TRY IT — Every record shown here must be duplicated without change.

(Records excerpted from a collection)
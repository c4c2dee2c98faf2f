//
// Car trajectory planning demo
//
// Runs a planning query on the sample Limo platform and prints solver
// diagnostics plus the recovered playback commands. Pass "obstacle" to
// plan around an inflated circle, and "plot" to render the intermediate
// trajectory to img/plan_demo.png with gnuplot.
//

use std::f64::consts::PI;

use gnuplot::{AxesCommon, Caption, Color, Figure, PointSymbol};

use car_planner::{
    AugmentedLagrangianSolver, CarPlanner, CarPlannerConfig, Executor, LimoBot, Obstacle, State,
};

fn main() -> Result<(), Box<dyn std::error::Error>> {
    let args: Vec<String> = std::env::args().collect();
    let with_obstacle = args.iter().any(|a| a == "obstacle");

    let (initial, final_state, obstacles) = if with_obstacle {
        (
            State::new(-3.0, 0.0, 0.0),
            State::new(3.0, 0.0, 0.0),
            vec![Obstacle::new(0.0, 0.0, 1.0, 1.0)],
        )
    } else {
        (State::new(0.0, 0.0, 0.0), State::new(-2.0, 0.0, 0.0), vec![])
    };

    let planner = CarPlanner::new(
        &LimoBot,
        CarPlannerConfig {
            num_waypoints: 10,
            granularity: 10,
            t_max: 40.0,
        },
    )?;
    let mut executor = Executor::new(planner, AugmentedLagrangianSolver::with_defaults());
    executor.prep(&initial, &final_state, &obstacles)?;

    let solution = executor.solve(None)?;
    println!(
        "success: {}  iterations: {}  time: {:.3}s  violation: {:.3e}",
        solution.stats.success,
        solution.stats.iterations,
        solution.stats.solve_time,
        solution.stats.constraint_violation
    );

    let commands = executor.planner().control_commands(solution.g.as_slice());
    for (i, cmd) in commands.iter().enumerate() {
        println!(
            "segment {}: v={:.3} m/s  w={:.3} rad/s  dt={:.3} s",
            i + 1,
            cmd.velocity,
            cmd.angular_velocity(),
            cmd.duration
        );
    }

    if args.iter().any(|a| a == "plot") {
        let trajectory = executor
            .planner()
            .intermediate_trajectory(solution.g.as_slice());
        let traj_x: Vec<f64> = trajectory.iter().map(|p| p.x).collect();
        let traj_y: Vec<f64> = trajectory.iter().map(|p| p.y).collect();

        let waypoint_x: Vec<f64> = solution.x.iter().step_by(7).copied().collect();
        let waypoint_y: Vec<f64> = solution.x.iter().skip(1).step_by(7).copied().collect();

        let mut fg = Figure::new();
        {
            let axes = fg
                .axes2d()
                .set_title("Car trajectory plan", &[])
                .set_x_label("x [m]", &[])
                .set_y_label("y [m]", &[])
                .set_aspect_ratio(gnuplot::Fix(1.0));

            axes.lines(&traj_x, &traj_y, &[Caption("Trajectory"), Color("blue")]);
            axes.points(
                &waypoint_x,
                &waypoint_y,
                &[Caption("Waypoints"), Color("red"), PointSymbol('o')],
            );

            for obstacle in &obstacles {
                let angles: Vec<f64> = (0..=120).map(|i| i as f64 * PI / 60.0).collect();
                for radius in [obstacle.radius, obstacle.inflated_radius()] {
                    let cx: Vec<f64> =
                        angles.iter().map(|a| obstacle.x + radius * a.cos()).collect();
                    let cy: Vec<f64> =
                        angles.iter().map(|a| obstacle.y + radius * a.sin()).collect();
                    axes.lines(&cx, &cy, &[Color("black")]);
                }
            }
        }

        std::fs::create_dir_all("img")?;
        fg.set_terminal("pngcairo", "img/plan_demo.png");
        fg.show().unwrap();
        println!("Plot saved to img/plan_demo.png");
    }

    Ok(())
}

ANSWER TO THIS EXERCISE —
repository c4c2dee2c98faf2f
//
// Car trajectory planning demo
//
// Runs a planning query on the sample Limo platform and prints solver
// diagnostics plus the recovered playback commands. Pass "obstacle" to
// plan around an inflated circle, and "plot" to render the intermediate
// trajectory to img/plan_demo.png with gnuplot.
//

use std::f64::consts::PI;

use gnuplot::{AxesCommon, Caption, Color, Figure, PointSymbol};

use car_planner::{
    AugmentedLagrangianSolver, CarPlanner, CarPlannerConfig, Executor, LimoBot, Obstacle, State,
};

fn main() -> Result<(), Box<dyn std::error::Error>> {
    let args: Vec<String> = std::env::args().collect();
    let with_obstacle = args.iter().any(|a| a == "obstacle");

    let (initial, final_state, obstacles) = if with_obstacle {
        (
            State::new(-3.0, 0.0, 0.0),
            State::new(3.0, 0.0, 0.0),
            vec![Obstacle::new(0.0, 0.0, 1.0, 1.0)],
        )
    } else {
        (State::new(0.0, 0.0, 0.0), State::new(-2.0, 0.0, 0.0), vec![])
    };

    let planner = CarPlanner::new(
        &LimoBot,
        CarPlannerConfig {
            num_waypoints: 10,
            granularity: 10,
            t_max: 40.0,
        },
    )?;
    let mut executor = Executor::new(planner, AugmentedLagrangianSolver::with_defaults());
    executor.prep(&initial, &final_state, &obstacles)?;

    let solution = executor.solve(None)?;
    println!(
        "success: {}  iterations: {}  time: {:.3}s  violation: {:.3e}",
        solution.stats.success,
        solution.stats.iterations,
        solution.stats.solve_time,
        solution.stats.constraint_violation
    );

    let commands = executor.planner().control_commands(solution.g.as_slice());
    for (i, cmd) in commands.iter().enumerate() {
        println!(
            "segment {}: v={:.3} m/s  w={:.3} rad/s  dt={:.3} s",
            i + 1,
            cmd.velocity,
            cmd.angular_velocity(),
            cmd.duration
        );
    }

    if args.iter().any(|a| a == "plot") {
        let trajectory = executor
            .planner()
            .intermediate_trajectory(solution.g.as_slice());
        let traj_x: Vec<f64> = trajectory.iter().map(|p| p.x).collect();
        let traj_y: Vec<f64> = trajectory.iter().map(|p| p.y).collect();

        let waypoint_x: Vec<f64> = solution.x.iter().step_by(7).copied().collect();
        let waypoint_y: Vec<f64> = solution.x.iter().skip(1).step_by(7).copied().collect();

        let mut fg = Figure::new();
        {
            let axes = fg
                .axes2d()
                .set_title("Car trajectory plan", &[])
                .set_x_label("x [m]", &[])
                .set_y_label("y [m]", &[])
                .set_aspect_ratio(gnuplot::Fix(1.0));

            axes.lines(&traj_x, &traj_y, &[Caption("Trajectory"), Color("blue")]);
            axes.points(
                &waypoint_x,
                &waypoint_y,
                &[Caption("Waypoints"), Color("red"), PointSymbol('o')],
            );

            for obstacle in &obstacles {
                let angles: Vec<f64> = (0..=120).map(|i| i as f64 * PI / 60.0).collect();
                for radius in [obstacle.radius, obstacle.inflated_radius()] {
                    let cx: Vec<f64> =
                        angles.iter().map(|a| obstacle.x + radius * a.cos()).collect();
                    let cy: Vec<f64> =
                        angles.iter().map(|a| obstacle.y + radius * a.sin()).collect();
                    axes.lines(&cx, &cy, &[Color("black")]);
                }
            }
        }

        std::fs::create_dir_all("img")?;
        fg.set_terminal("pngcairo", "img/plan_demo.png");
        fg.show().unwrap();
        println!("Plot saved to img/plan_demo.png");
    }

    Ok(())
}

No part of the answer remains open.